Richard writes “I’m a hardcore gamer and a completist. I have to finish it first and then I have to get all the items and secrets”, this is even moreso on the rise with Achievement points. Previous to APs, you could be less attentive to detail (unless you were playing games like Monkey Island), but if you want to get to the elusive 2000 points, you have to put x amount of hours into the game, and find all of the listed items, and complete a bunch of tasks which could prove to be inordinately difficult.

Not only has the aggression surrounding being the best grown on a console level, but with PCs it grows more everyday as well. Players in World of Warcraft constantly upgrade their gear, and rearrange their talent trees in an attempt to personalize the game, and ultimately make themselves the best. Jen writes “To be truly good at a video game, especially one like World of Warcraft or Everquest II, it takes more than time and luck. It takes skill, and a lot of people forget that. I'm a healer and there is a definite artistry to what I do that not everyone has. Respect that.” So, it's not only that you play videogames that gets you in with this crowd; you actually have to be good at them.

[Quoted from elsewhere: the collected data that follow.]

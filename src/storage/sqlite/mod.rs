pub mod sqlite;

pub use sqlite::SqliteStorage;
pub mod batch;
pub mod column_type;
pub mod folder;
pub mod raw_cell;
pub mod raw_table;
pub mod record;
pub mod schema;

pub use batch::RecordBatch;
pub use column_type::ColumnType;
pub use folder::{Folder, FolderStatus, NewFolder};
pub use raw_cell::RawCell;
pub use raw_table::RawTable;
pub use record::{TypedRecord, TypedValue};
pub use schema::{ColumnSchema, DetectedSchema, SampleRow};
#![allow(dead_code)]

use agrodata::datamodel::DetectedSchema;
use agrodata::pipeline::{DEFAULT_MAX_FILE_SIZE, ImportRequest, analyze_file};
use anyhow::Result;
use uuid::Uuid;

pub mod fixtures;

pub use agrodata::test_utils::http::{TestApp, TestResponse};
pub use agrodata::test_utils::{FlakyStorage, MemoryStorage, TestDb};

/// Analyzes a file and builds the import request a user accepting the
/// detected schema unchanged would send.
pub async fn accept_detected_schema(
    file_name: &str,
    bytes: &[u8],
    collection_id: Uuid,
) -> Result<(DetectedSchema, ImportRequest)> {
    let detected = analyze_file(file_name, bytes, DEFAULT_MAX_FILE_SIZE).await?;
    let request = ImportRequest {
        file_name: file_name.to_string(),
        file_bytes: bytes.to_vec(),
        collection_id,
        schema: detected.columns.clone(),
        folder_name: None,
    };
    Ok((detected, request))
}
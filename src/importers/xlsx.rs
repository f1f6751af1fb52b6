use super::ParseError;
use crate::{datamodel::RawCell, infer::dates::excel_serial_to_iso};
use calamine::{Data, Reader, open_workbook_auto_from_rs};
use std::io::Cursor;

fn data_to_cell(data: &Data) -> RawCell {
    match data {
        Data::Empty | Data::Error(_) => RawCell::Null,
        Data::Int(value) => RawCell::Number(*value as f64),
        Data::Float(value) => RawCell::Number(*value),
        Data::String(value) => RawCell::Text(value.clone()),
        Data::Bool(value) => RawCell::Bool(*value),
        Data::DateTime(value) => excel_serial_to_iso(value.as_f64())
            .map(RawCell::Text)
            .unwrap_or(RawCell::Null),
        Data::DateTimeIso(value) | Data::DurationIso(value) => RawCell::Text(value.clone()),
    }
}

/// Reads the cell grid of the first sheet of an xlsx or xls workbook.
///
/// Other sheets are ignored. A workbook without any sheet gives no rows.
pub fn read_workbook(bytes: Vec<u8>) -> Result<Vec<Vec<RawCell>>, ParseError> {
    let mut workbook = open_workbook_auto_from_rs(Cursor::new(bytes))
        .map_err(|err| ParseError::failure("spreadsheet", err))?;

    let range = match workbook.worksheet_range_at(0) {
        Some(range) => range.map_err(|err| ParseError::failure("spreadsheet", err))?,
        None => return Ok(Vec::new()),
    };

    Ok(range
        .rows()
        .map(|row| row.iter().map(data_to_cell).collect())
        .collect())
}

/// Same as [`read_workbook`], off the async runtime since decoding is CPU bound.
pub async fn read_workbook_async(bytes: Vec<u8>) -> Result<Vec<Vec<RawCell>>, ParseError> {
    tokio::task::spawn_blocking(move || read_workbook(bytes))
        .await
        .map_err(|err| ParseError::failure("spreadsheet", err))?
}

#[cfg(test)]
mod tests {
    use super::*;

    #[test]
    fn test_data_to_cell() {
        assert_eq!(data_to_cell(&Data::Empty), RawCell::Null);
        assert_eq!(data_to_cell(&Data::Int(150)), RawCell::Number(150.0));
        assert_eq!(data_to_cell(&Data::Float(2.5)), RawCell::Number(2.5));
        assert_eq!(
            data_to_cell(&Data::String("Alface".to_string())),
            RawCell::from("Alface")
        );
        assert_eq!(data_to_cell(&Data::Bool(true)), RawCell::Bool(true));
        assert_eq!(
            data_to_cell(&Data::DateTimeIso("2025-01-15T10:00:00".to_string())),
            RawCell::from("2025-01-15T10:00:00")
        );
        assert_eq!(
            data_to_cell(&Data::Error(calamine::CellErrorType::Div0)),
            RawCell::Null
        );
    }

    #[test]
    fn test_invalid_workbook() {
        let result = read_workbook(b"definitely not a workbook".to_vec());
        assert!(matches!(result, Err(ParseError::ParseFailure { .. })));
    }
}
use super::StorageError;
use crate::datamodel::{ColumnSchema, FolderStatus, TypedRecord};
use anyhow::{Context, Result};
use std::str::FromStr;

/// Serializes the data of a record as the JSON document stored in `data_records`.
pub fn record_data_to_json(record: &TypedRecord) -> Result<serde_json::Value, StorageError> {
    serde_json::to_value(&record.data).map_err(|source| StorageError::Serialization {
        row_number: record.row_number,
        source,
    })
}

pub fn schema_to_json(schema: &[ColumnSchema]) -> Result<serde_json::Value> {
    serde_json::to_value(schema).context("Failed to serialize folder schema")
}

pub fn parse_folder_status(status: &str, folder_id: &str) -> Result<FolderStatus> {
    FolderStatus::from_str(status)
        .map_err(|message| StorageError::invalid_data_format(&message, Some(folder_id)).into())
}

pub fn to_database_count(value: u64) -> Result<i64> {
    i64::try_from(value).context("Value too large for the database")
}

pub fn from_database_count(value: i64, folder_id: &str) -> Result<u64> {
    u64::try_from(value).map_err(|_| {
        StorageError::invalid_data_format(&format!("negative count {}", value), Some(folder_id))
            .into()
    })
}
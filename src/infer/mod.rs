pub mod columns;
pub mod dates;
pub mod parsing;
pub mod sanitize;
pub mod schema;

pub use columns::infer_column_type;
pub use dates::{parse_date, to_iso_timestamp};
pub use sanitize::sanitize_column_name;
pub use schema::{detect_schema, detect_table_schema};
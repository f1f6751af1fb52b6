use super::ColumnSchema;
use serde::{Deserialize, Serialize};
use std::{fmt, str::FromStr};
use utoipa::ToSchema;
use uuid::Uuid;

/// Lifecycle of a destination folder during and after an import.
#[derive(Debug, Clone, Copy, PartialEq, Eq, Hash, Serialize, Deserialize, ToSchema)]
#[serde(rename_all = "lowercase")]
pub enum FolderStatus {
    Processing,
    Active,
    Error,
}

impl fmt::Display for FolderStatus {
    fn fmt(&self, f: &mut fmt::Formatter<'_>) -> fmt::Result {
        let s = match self {
            FolderStatus::Processing => "processing",
            FolderStatus::Active => "active",
            FolderStatus::Error => "error",
        };
        write!(f, "{}", s)
    }
}

impl FromStr for FolderStatus {
    type Err = String;

    fn from_str(s: &str) -> Result<Self, Self::Err> {
        match s.to_lowercase().as_str() {
            "processing" => Ok(FolderStatus::Processing),
            "active" => Ok(FolderStatus::Active),
            "error" => Ok(FolderStatus::Error),
            _ => Err(format!("Unknown folder status: {}", s)),
        }
    }
}

/// Folder to be created in a collection before its records are written.
#[derive(Debug, Clone)]
pub struct NewFolder {
    pub collection_id: Uuid,
    pub name: String,
    pub file_name: String,
    pub file_size: u64,
    pub schema: Vec<ColumnSchema>,
}

#[derive(Debug, Clone, PartialEq, Serialize, ToSchema)]
pub struct Folder {
    pub id: Uuid,
    pub collection_id: Uuid,
    pub name: String,
    pub file_name: String,
    pub file_size: u64,
    pub schema: Vec<ColumnSchema>,
    pub records_count: u64,
    pub status: FolderStatus,
}

impl Folder {
    pub fn from_new(id: Uuid, new_folder: NewFolder) -> Self {
        Self {
            id,
            collection_id: new_folder.collection_id,
            name: new_folder.name,
            file_name: new_folder.file_name,
            file_size: new_folder.file_size,
            schema: new_folder.schema,
            records_count: 0,
            status: FolderStatus::Processing,
        }
    }
}

#[cfg(test)]
mod tests {
    use super::*;

    #[test]
    fn test_folder_status_round_trip_names() {
        for status in [
            FolderStatus::Processing,
            FolderStatus::Active,
            FolderStatus::Error,
        ] {
            assert_eq!(FolderStatus::from_str(&status.to_string()), Ok(status));
        }
        assert!(FolderStatus::from_str("archived").is_err());
    }

    #[test]
    fn test_new_folder_starts_processing() {
        let id = Uuid::new_v4();
        let folder = Folder::from_new(
            id,
            NewFolder {
                collection_id: Uuid::nil(),
                name: "safra".to_string(),
                file_name: "safra.csv".to_string(),
                file_size: 12,
                schema: vec![],
            },
        );
        assert_eq!(folder.id, id);
        assert_eq!(folder.status, FolderStatus::Processing);
        assert_eq!(folder.records_count, 0);
    }
}
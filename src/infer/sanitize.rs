use std::collections::HashSet;

/// Name given to columns whose header has nothing usable left.
pub const UNNAMED_COLUMN: &str = "coluna_sem_nome";

/// Turns a spreadsheet header into a storage-safe column name.
///
/// The header is lowercased, every character outside `[a-z0-9]` and
/// whitespace is dropped, and whitespace runs become a single `_`.
/// Accented letters are dropped rather than folded, so `Preço/kg`
/// becomes `preokg`.
pub fn sanitize_column_name(name: &str) -> String {
    let mut sanitized = String::with_capacity(name.len());
    let mut pending_separator = false;
    for c in name.to_lowercase().chars() {
        if c.is_whitespace() {
            pending_separator = true;
        } else if c.is_ascii_lowercase() || c.is_ascii_digit() {
            if pending_separator && !sanitized.is_empty() {
                sanitized.push('_');
            }
            pending_separator = false;
            sanitized.push(c);
        }
    }

    if sanitized.is_empty() {
        UNNAMED_COLUMN.to_string()
    } else {
        sanitized
    }
}

/// Sanitises every header and disambiguates collisions with `_2`, `_3`, ...
/// suffixes, in column order.
pub fn unique_column_names<S: AsRef<str>>(headers: &[S]) -> Vec<String> {
    let mut taken = HashSet::with_capacity(headers.len());
    headers
        .iter()
        .map(|header| {
            let base = sanitize_column_name(header.as_ref());
            let mut candidate = base.clone();
            let mut suffix = 2;
            while taken.contains(&candidate) {
                candidate = format!("{}_{}", base, suffix);
                suffix += 1;
            }
            taken.insert(candidate.clone());
            candidate
        })
        .collect()
}

#[cfg(test)]
mod tests {
    use super::*;

    #[test]
    fn test_sanitize_column_name() {
        assert_eq!(sanitize_column_name("Produto"), "produto");
        assert_eq!(sanitize_column_name("  Data de Colheita  "), "data_de_colheita");
        assert_eq!(sanitize_column_name("Peso   (kg)"), "peso_kg");
        assert_eq!(sanitize_column_name("Preço/kg"), "preokg");
        assert_eq!(sanitize_column_name("area_total"), "areatotal");
        assert_eq!(sanitize_column_name("Lote 2"), "lote_2");
        assert_eq!(sanitize_column_name("#$%"), UNNAMED_COLUMN);
        assert_eq!(sanitize_column_name(""), UNNAMED_COLUMN);
        assert_eq!(sanitize_column_name("Água"), "gua");
    }

    #[test]
    fn test_unique_column_names() {
        let names = unique_column_names(&["Peso", "peso", "PESO!", "Outro", "#"]);
        assert_eq!(
            names,
            vec!["peso", "peso_2", "peso_3", "outro", UNNAMED_COLUMN]
        );
    }

    #[test]
    fn test_unique_column_names_suffix_already_taken() {
        let names = unique_column_names(&["a 2", "a", "a"]);
        assert_eq!(names, vec!["a_2", "a", "a_3"]);
    }
}
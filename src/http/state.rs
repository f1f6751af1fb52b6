use crate::pipeline::UploadLimits;
use crate::storage::StorageInstance;
use std::sync::Arc;

#[derive(Clone, Debug)]
pub struct HttpServerState {
    pub name: Arc<String>,
    pub storage: Arc<dyn StorageInstance>,
    pub limits: UploadLimits,
}
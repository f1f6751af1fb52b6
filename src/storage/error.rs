use thiserror::Error;
use uuid::Uuid;

/// Storage-specific errors that can occur during database operations
#[derive(Error, Debug)]
pub enum StorageError {
    /// Database connection or query execution error
    #[error("Database error: {0}")]
    Database(#[from] sqlx::Error),

    /// The folder does not exist
    #[error("Folder not found: {folder_id}")]
    FolderNotFound { folder_id: Uuid },

    /// Invalid data format in database
    #[error("Invalid data format: {message} for folder {folder_context}")]
    InvalidDataFormat {
        message: String,
        folder_context: String,
    },

    /// Record data could not be serialized for storage
    #[error("Failed to serialize record {row_number}: {source}")]
    Serialization {
        row_number: usize,
        #[source]
        source: serde_json::Error,
    },
}

impl StorageError {
    /// Create an invalid data format error with folder context
    pub fn invalid_data_format(message: &str, folder_id: Option<&str>) -> Self {
        StorageError::InvalidDataFormat {
            message: message.to_string(),
            folder_context: folder_id.unwrap_or("unknown folder").to_string(),
        }
    }

    /// True when the error comes from a folder that does not exist.
    pub fn is_not_found(error: &anyhow::Error) -> bool {
        matches!(
            error.downcast_ref::<StorageError>(),
            Some(StorageError::FolderNotFound { .. })
        )
    }
}
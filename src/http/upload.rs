use super::app_error::AppError;
use super::state::HttpServerState;
use crate::datamodel::{ColumnSchema, DetectedSchema};
use crate::pipeline::{ImportRequest, UploadError, analyze_file, import_file};
use anyhow::anyhow;
use axum::Json;
use axum::extract::rejection::JsonRejection;
use axum::extract::{Multipart, State};
use base64::{Engine as _, engine::general_purpose};
use serde::{Deserialize, Serialize};
use tracing::debug;
use utoipa::ToSchema;
use uuid::Uuid;

/// Body of an import request, sent once the user reviewed the detected schema.
#[derive(Debug, Deserialize, ToSchema)]
pub struct ImportPayload {
    /// File content, base64-encoded. A `data:` URL prefix is accepted.
    pub file_data: String,
    pub file_name: String,
    pub file_size: u64,
    pub collection_id: Uuid,
    pub schema: Vec<ColumnSchema>,
    #[serde(default)]
    pub folder_name: Option<String>,
}

#[derive(Debug, Serialize, Deserialize, ToSchema)]
pub struct ImportResponse {
    pub message: String,
    pub folder_id: Uuid,
    pub folder_name: String,
    pub records_imported: usize,
}

/// Decodes the base64 file content of an import payload.
pub fn decode_file_data(file_data: &str) -> Result<Vec<u8>, UploadError> {
    let encoded = match file_data.split_once(',') {
        Some((prefix, rest)) if prefix.starts_with("data:") => rest,
        _ => file_data,
    };
    general_purpose::STANDARD
        .decode(encoded.trim())
        .map_err(|error| {
            UploadError::InvalidPayload(format!("file_data is not valid base64: {}", error))
        })
}

/// Analyze an uploaded file
///
/// Parses a spreadsheet sent as the multipart field `file` and returns the
/// detected columns with a preview. Nothing is stored.
#[utoipa::path(
    post,
    path = "/api/upload/analyze",
    tag = "Upload",
    request_body(content_type = "multipart/form-data", description = "Field `file` with a .csv, .xlsx or .xls spreadsheet"),
    responses(
        (status = 200, description = "Detected schema", body = DetectedSchema),
        (status = 400, description = "Bad Request", body = AppError),
        (status = 500, description = "Internal Server Error", body = AppError),
    )
)]
pub async fn analyze_upload(
    State(state): State<HttpServerState>,
    mut multipart: Multipart,
) -> Result<Json<DetectedSchema>, AppError> {
    while let Some(field) = multipart.next_field().await.map_err(AppError::bad_request)? {
        if field.name() != Some("file") {
            continue;
        }
        let file_name = field.file_name().unwrap_or_default().to_string();
        let bytes = field.bytes().await.map_err(AppError::bad_request)?;
        debug!(%file_name, size = bytes.len(), "Received upload");

        let schema = analyze_file(&file_name, &bytes, state.limits.max_file_size)
            .await
            .map_err(AppError::from_upload)?;
        return Ok(Json(schema));
    }

    Err(AppError::bad_request(anyhow!("No file uploaded")))
}

/// Import a file into a collection
///
/// Creates a new folder in the collection and stores every row of the file,
/// converted with the reviewed schema.
#[utoipa::path(
    post,
    path = "/api/upload/import",
    tag = "Upload",
    request_body = ImportPayload,
    responses(
        (status = 200, description = "Import completed", body = ImportResponse),
        (status = 400, description = "Bad Request", body = AppError),
        (status = 500, description = "Internal Server Error", body = AppError),
    )
)]
pub async fn import_upload(
    State(state): State<HttpServerState>,
    payload: Result<Json<ImportPayload>, JsonRejection>,
) -> Result<Json<ImportResponse>, AppError> {
    let Json(payload) =
        payload.map_err(|rejection| AppError::bad_request(anyhow!(rejection.body_text())))?;

    let file_bytes = decode_file_data(&payload.file_data).map_err(AppError::from_upload)?;
    if file_bytes.len() as u64 != payload.file_size {
        return Err(AppError::from_upload(UploadError::InvalidPayload(format!(
            "file_size is {} but the decoded file has {} bytes",
            payload.file_size,
            file_bytes.len()
        ))));
    }

    let request = ImportRequest {
        file_name: payload.file_name,
        file_bytes,
        collection_id: payload.collection_id,
        schema: payload.schema,
        folder_name: payload.folder_name,
    };

    let outcome = import_file(request, state.storage.as_ref(), &state.limits)
        .await
        .map_err(AppError::from_upload)?;

    Ok(Json(ImportResponse {
        message: "Import completed".to_string(),
        folder_id: outcome.folder_id,
        folder_name: outcome.folder_name,
        records_imported: outcome.records_imported,
    }))
}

Every time that I start dating someone, the topic of gaming always comes up, and the topic of “girl gaming” always comes up. Men will instantly assume that all women play games like Cooking Mama, or Animal Crossing, and will shirk the possibility that their new girl could be better at FPSs than they are. Girl gamers are gamers as well, and the problem of reputation precedes them. Because gamer-girls are most known for playing “girly-games”, when entering into the male populated gaming realm, they have to work that much harder to prove themselves than they usually would have. I mean, granted, no one gets off easy after claiming themselves as a gamer, but women have it way tougher. Not only do we have to first get over the general ogling and attention that we receive from being a girl, but then we have to get over the hurdle of proving our own reputation as a gamer, which is ultimately more difficult because they can't get over the fact that we have tits.


Either way, reputation is just as important to gamers as it is to anyone else, the most testosterone driven sports star would have a hard time keeping up with a hardcore gamer.

So there you have it! Which ones did you agree or disagree with?